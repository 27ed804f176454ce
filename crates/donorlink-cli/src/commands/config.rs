//! Configuration CLI commands.

use clap::{Args, Subcommand};

use crate::output::{self, OutputFormat};
use donorlink_core::config::AppConfig;
use donorlink_core::error::AppError;

/// Arguments for config commands
#[derive(Debug, Args)]
pub struct ConfigArgs {
    /// Config subcommand
    #[command(subcommand)]
    pub command: ConfigCommand,
}

/// Config subcommands
#[derive(Debug, Subcommand)]
pub enum ConfigCommand {
    /// Show the effective configuration
    Show,
}

/// Execute config commands
pub fn execute(
    args: &ConfigArgs,
    config: &AppConfig,
    config_path: &str,
    format: OutputFormat,
) -> Result<(), AppError> {
    match &args.command {
        ConfigCommand::Show => match format {
            OutputFormat::Json => output::print_json(config, "{}"),
            OutputFormat::Table => {
                println!("Configuration from '{config_path}':");
                output::print_kv("API base URL", &config.api.base_url);
                output::print_kv(
                    "Request timeout",
                    &format!("{}s", config.api.request_timeout_seconds),
                );
                output::print_kv("Push endpoint", &config.realtime.ws_url);
                output::print_kv(
                    "Heartbeats",
                    &format!(
                        "{}ms out / {}ms in",
                        config.realtime.heartbeat_outgoing_ms, config.realtime.heartbeat_incoming_ms
                    ),
                );
                output::print_kv(
                    "Reconnect delay",
                    &format!("{}ms", config.realtime.reconnect_delay_ms),
                );
                output::print_kv(
                    "Minimum reason length",
                    &config.matching.min_reason_length.to_string(),
                );
                output::print_kv("Session file", &config.session.file);
                output::print_kv("Log level", &config.logging.level);
            }
        },
    }

    Ok(())
}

WHAT THE TASK ASKS: Go through the records and copy each line with "Debug" in it.

RESULT OF THE TASK:
#[derive(Debug, Args)]
#[derive(Debug, Subcommand)]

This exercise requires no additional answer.